The TNT western works so hard at compressing history into a family melodrama that it forgets to fill out the family members.
There are lots of cameos, but no characters anywhere near as compelling as Ian McShane's Al Swearengen on "Deadwood" or Robert Duvall's Gus McCrae in "Lonesome Dove." TNT forgot to heed the warning of one of the series's protagonists, Jedediah Smith (Josh Brolin): "The West is a place on the map; it's not a way to be."
The mini-series is not dead, but it is a risky enterprise in the age of shrunken attention spans and boundless television choices. ABC chose the sleepy summer season to broadcast its six-part series "Empire," set in Julius Caesar's Rome and beginning later this month, and its episodes are only one hour long. (HBO's 12-part take on antiquity, "Rome," begins in the fall.)
The two-hour episodes of "Into The West," to be shown over six consecutive weekends, make up perhaps the most ambitious mini-series in the TNT repertory of successful westerns. Steven Spielberg is the executive producer, and each episode has different guest stars and a different director, from Simon Wincer, who directed "Lonesome Dove," to Timothy Van Patten, whose credits include "The Sopranos" and "The Wire."
The story was created by one author, William Mastrosimone ("Sinatra"), but three other writers worked on three of the scripts. The mini-series has so many credits that it is a bit reminiscent of "Naked Came the Stranger," a soft-core 1969 novel famous for having a different author for each chapter.
Every episode of "Into The West" tries to keep a fair balance between the Indians and the white settlers. The series begins with Loved by the Buffalo (Simon R. Baker), a young hunter with a gift for prophecy, and his siblings in a Lakota village in 1825, a time when tribes still hunted buffalo across prairies unmolested by pioneers or ranchers.
Their story is told in juxtaposition with that of Jacob Wheeler (Matthew Settle), the dreamy son in a large family of a Virginia wheelwright. When a rough-looking mountain man, James Fletcher (Will Patton), arrives at the family workshop, talking of peril and high adventure out West. (He wears an Indian scalp on his belt as a trophy.) Jacob is beguiled and runs away to seek his fortune. From then on, the fate of Jacob and his clan unfold on a parallel track with the Lakota dynasty.
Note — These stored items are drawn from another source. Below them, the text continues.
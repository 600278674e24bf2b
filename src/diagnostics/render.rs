use serde_json::{json, Value};

use super::types::{Classification, Diagnostic, Level, PipelineResult};

fn level_str(level: Level) -> &'static str {
  match level {
    Level::Info => "info",
    Level::Warning => "warning",
    Level::Error => "error",
  }
}

fn classification_str(classification: Classification) -> &'static str {
  match classification {
    Classification::Read => "READ",
    Classification::Dml => "DML",
    Classification::Ddl => "DDL",
    Classification::Admin => "ADMIN",
    Classification::Unknown => "UNKNOWN",
  }
}

fn diagnostic_to_value(d: &Diagnostic) -> Value {
  json!({
    "level": level_str(d.level),
    "code": d.code.to_string(),
    "message": d.message,
    "notes": d.notes,
  })
}

/// Builds the JSON envelope for a [`PipelineResult`], without adapter-level
/// fields (decision/estimate/execution). Callers merge those in afterward.
pub fn render_json(result: &PipelineResult) -> Value {
  json!({
    "original_sql": result.original_sql,
    "healed_sql": result.healed_sql,
    "effective_sql": result.effective_sql(),
    "blocked": result.blocked,
    "classification": classification_str(result.classification),
    "tables": result.tables,
    "diagnostics": result.diagnostics.iter().map(diagnostic_to_value).collect::<Vec<_>>(),
  })
}

/// Renders a compiler-style text report: `level[code]: message`, followed
/// by `= note:` and `= fix:` lines for each diagnostic.
pub fn render_text(result: &PipelineResult) -> String {
  let mut out = String::new();
  for d in &result.diagnostics {
    out.push_str(&format!("{}[{}]: {}\n", level_str(d.level), d.code, d.message));
    for note in &d.notes {
      out.push_str(&format!("  = note: {note}\n"));
    }
    for suggestion in &d.suggestions {
      let verb = match suggestion.applicability {
        super::types::Applicability::MachineApplicable => "fix",
        _ => "help",
      };
      out.push_str(&format!("  = {verb}: {}\n", suggestion.message));
    }
  }
  if result.diagnostics.is_empty() {
    out.push_str("no diagnostics\n");
  }
  out.push_str(&format!(
    "classification: {}, blocked: {}, tables: {}\n",
    classification_str(result.classification),
    result.blocked,
    if result.tables.is_empty() { "(none)".to_string() } else { result.tables.join(", ") }
  ));
  out
}

#[cfg(test)]
mod tests {
  use super::*;
  use crate::diagnostics::codes;

  fn sample_result() -> PipelineResult {
    PipelineResult {
      original_sql: "SELECT * FROM users".into(),
      healed_sql: Some("SELECT * FROM users LIMIT 1000".into()),
      diagnostics: vec![Diagnostic::info(codes::LIMIT_INJECTED, "row cap applied")],
      blocked: false,
      classification: Classification::Read,
      tables: vec!["users".into()],
    }
  }

  #[test]
  fn json_envelope_carries_effective_sql() {
    let value = render_json(&sample_result());
    assert_eq!(value["effective_sql"], "SELECT * FROM users LIMIT 1000");
    assert_eq!(value["classification"], "READ");
    assert_eq!(value["diagnostics"][0]["code"], "Q0601");
  }

  #[test]
  fn text_render_includes_level_and_code() {
    let text = render_text(&sample_result());
    assert!(text.contains("info[Q0601]: row cap applied"));
    assert!(text.contains("classification: READ"));
  }

  #[test]
  fn text_render_handles_no_diagnostics() {
    let mut result = sample_result();
    result.diagnostics.clear();
    let text = render_text(&result);
    assert!(text.contains("no diagnostics"));
  }
}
The parity is more conscientious than creative: Indian brothers fall out over how to resist the white invaders; frontier brothers fall out over how to resist gold-rush greed. Jacob rescues a young Lakota, Thunder Heart Woman (Tonantzin Carmelo), from sexual slavery; his cousin Naomi (Keri Russell) is rescued from sexual slavery by Prairie Fire (Jay Tavare), a handsome Lakota tribesman.
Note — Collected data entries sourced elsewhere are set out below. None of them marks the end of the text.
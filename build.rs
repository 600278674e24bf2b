use anyhow::Result;
use vergen_git2::{BuildBuilder, CargoBuilder, Emitter, Git2Builder, RustcBuilder, SysinfoBuilder};

pub fn main() -> Result<()> {
  Emitter::default()
    .add_instructions(&BuildBuilder::all_build()?)?
    .add_instructions(&CargoBuilder::all_cargo()?)?
    .add_instructions(&Git2Builder::all_git()?)?
    .add_instructions(&RustcBuilder::all_rustc()?)?
    .add_instructions(&SysinfoBuilder::all_sysinfo()?)?
    .emit()
}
Throughout, there is a studied effort to flip television western clichés: The first alcoholic beverage served is not a jug of "firewater" whiskey, but an Indian drink that a tribe in the Montana Territory offers a gang of quickly intoxicated pelt traders. (Later, of course, the treacherous hospitality is reversed: white traders pay Lakota hunters in whiskey, not guns.)
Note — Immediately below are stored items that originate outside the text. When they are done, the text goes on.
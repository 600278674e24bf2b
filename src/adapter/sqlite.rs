use std::collections::BTreeSet;
use std::time::Instant;

use async_trait::async_trait;
use serde_json::{Map, Value as Json};
use sqlx::sqlite::{SqlitePoolOptions, SqliteRow};
use sqlx::{Column, Row, ValueRef};

use super::{Adapter, ColumnInfo, ConnectionConfig, DbType, ExecutionResult, IntrospectionLevel, Labels, SchemaMetadata, TableInfo};
use crate::cost::CostEstimate;
use crate::error::AdapterError;
use crate::parser::SqlDialect;

#[derive(Default)]
pub struct SqliteAdapter {
  pool: Option<sqlx::SqlitePool>,
}

#[async_trait(?Send)]
impl Adapter for SqliteAdapter {
  async fn connect(&mut self, config: ConnectionConfig) -> Result<(), AdapterError> {
    let pool = SqlitePoolOptions::new()
      .max_connections(1)
      .connect(&config.url)
      .await
      .map_err(|e| AdapterError::Connect(e.to_string()))?;
    self.pool = Some(pool);
    Ok(())
  }

  async fn close(&mut self) -> Result<(), AdapterError> {
    if let Some(pool) = self.pool.take() {
      pool.close().await;
    }
    Ok(())
  }

  /// SQLite's `EXPLAIN QUERY PLAN` exposes plan-node text but no
  /// cost/row estimates, so most `CostEstimate` fields stay absent —
  /// the cost gate's optional-field tolerance exists for this case.
  async fn dry_run(&mut self, sql: &str) -> Result<Option<CostEstimate>, AdapterError> {
    let pool = self.pool.as_ref().ok_or(AdapterError::Closed)?;
    let explain = format!("EXPLAIN QUERY PLAN {sql}");
    let rows = match sqlx::query(&explain).fetch_all(pool).await {
      Ok(rows) => rows,
      Err(sqlx::Error::Database(_)) => return Ok(None),
      Err(e) => return Err(AdapterError::Query(e.to_string())),
    };
    let mut warnings = Vec::new();
    let mut plan_node = None;
    for row in &rows {
      let detail: String = row.try_get("detail").unwrap_or_default();
      if detail.to_uppercase().starts_with("SCAN") && !detail.to_uppercase().contains("USING INDEX") {
        warnings.push(format!("full table scan: {detail}"));
      }
      if plan_node.is_none() {
        plan_node = Some(detail);
      }
    }
    Ok(Some(CostEstimate { plan_node: plan_node.clone(), warnings, summary: plan_node, ..Default::default() }))
  }

  async fn execute(&mut self, sql: &str, labels: &Labels) -> Result<ExecutionResult, AdapterError> {
    let pool = self.pool.as_ref().ok_or(AdapterError::Closed)?;
    let labeled_sql = with_label_comment(sql, labels);
    let started = Instant::now();
    let rows = sqlx::query(&labeled_sql).fetch_all(pool).await.map_err(|e| AdapterError::Query(e.to_string()))?;
    let duration_ms = started.elapsed().as_millis() as u64;

    let columns = rows.first().map(column_names).unwrap_or_default();
    let json_rows = rows.iter().map(row_to_json_map).collect::<Vec<_>>();
    let row_count = json_rows.len() as u64;

    Ok(ExecutionResult { columns, rows: json_rows, row_count, cost: None, duration_ms: Some(duration_ms) })
  }

  async fn introspect(&mut self, _level: IntrospectionLevel) -> Result<SchemaMetadata, AdapterError> {
    let pool = self.pool.as_ref().ok_or(AdapterError::Closed)?;
    let table_rows = sqlx::query("SELECT name FROM sqlite_master WHERE type = 'table' AND name NOT LIKE 'sqlite_%'")
      .fetch_all(pool)
      .await
      .map_err(|e| AdapterError::Query(e.to_string()))?;

    let mut tables = Vec::new();
    for table_row in table_rows {
      let name: String = table_row.try_get("name").unwrap_or_default();
      let column_rows = sqlx::query(&format!("PRAGMA table_info({name})"))
        .fetch_all(pool)
        .await
        .map_err(|e| AdapterError::Query(e.to_string()))?;
      let columns = column_rows
        .iter()
        .map(|r| ColumnInfo {
          name: r.try_get("name").unwrap_or_default(),
          type_name: r.try_get("type").unwrap_or_default(),
          nullable: r.try_get::<i64, _>("notnull").map(|v| v == 0).unwrap_or(true),
        })
        .collect();
      tables.push(TableInfo { schema: None, name, columns });
    }
    Ok(SchemaMetadata { tables })
  }

  fn dialect(&self) -> SqlDialect {
    SqlDialect::Sqlite
  }

  fn db_type(&self) -> DbType {
    DbType::Sqlite
  }

  /// SQLite ships no built-in surface comparable to Postgres's
  /// backend-control or file-reading functions, matching the empty
  /// blocklist default for engines without one.
  fn dangerous_functions(&self) -> BTreeSet<String> {
    BTreeSet::new()
  }
}

fn with_label_comment(sql: &str, labels: &Labels) -> String {
  if labels.is_empty() {
    return sql.to_string();
  }
  let rendered = labels.iter().map(|(k, v)| format!("{k}={v}")).collect::<Vec<_>>().join(" ");
  format!("/* sqlgate: {rendered} */ {sql}")
}

fn column_names(row: &SqliteRow) -> Vec<String> {
  row.columns().iter().map(|c| c.name().to_string()).collect()
}

fn row_to_json_map(row: &SqliteRow) -> Map<String, Json> {
  let mut map = Map::new();
  for col in row.columns() {
    map.insert(col.name().to_string(), column_to_json(row, col.ordinal()));
  }
  map
}

/// SQLite is dynamically typed per-value, so dispatch tries integer,
/// then float, then text, then blob, rather than trusting a declared
/// column type.
fn column_to_json(row: &SqliteRow, ordinal: usize) -> Json {
  if row.try_get_raw(ordinal).is_ok_and(|v| v.is_null()) {
    return Json::Null;
  }
  if let Ok(v) = row.try_get::<i64, _>(ordinal) {
    return Json::from(v);
  }
  if let Ok(v) = row.try_get::<f64, _>(ordinal) {
    return Json::from(v);
  }
  if let Ok(v) = row.try_get::<String, _>(ordinal) {
    return Json::String(v);
  }
  if let Ok(v) = row.try_get::<Vec<u8>, _>(ordinal) {
    return Json::String(v.iter().map(|b| format!("{b:02X}")).collect());
  }
  Json::Null
}

#[cfg(test)]
mod tests {
  use super::*;

  #[test]
  fn dangerous_functions_is_empty_by_default() {
    let adapter = SqliteAdapter::default();
    assert!(adapter.dangerous_functions().is_empty());
  }
}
"Into The West," is deeply respectful of the Indian experience - the characters speak in indigenous languages, which are translated in subtitles - but the tribute to the Lakota turns out to be mostly stifling. Most of the tribal conversation consists of dire predictions of doom at the hands of the white invaders; the individual personalities remain as noble and static as the chief in the 1971 anti-pollution ad featuring the "crying Indian."
The meatier drama revolves around Jacob and his family, and even he is not a richly-imagined protagonist - he has hair-raising adventures, but his personality (decent, adventurous) stays fixed.
"Into the West" has all the elements of a good western, without the deeper texture that would make it great.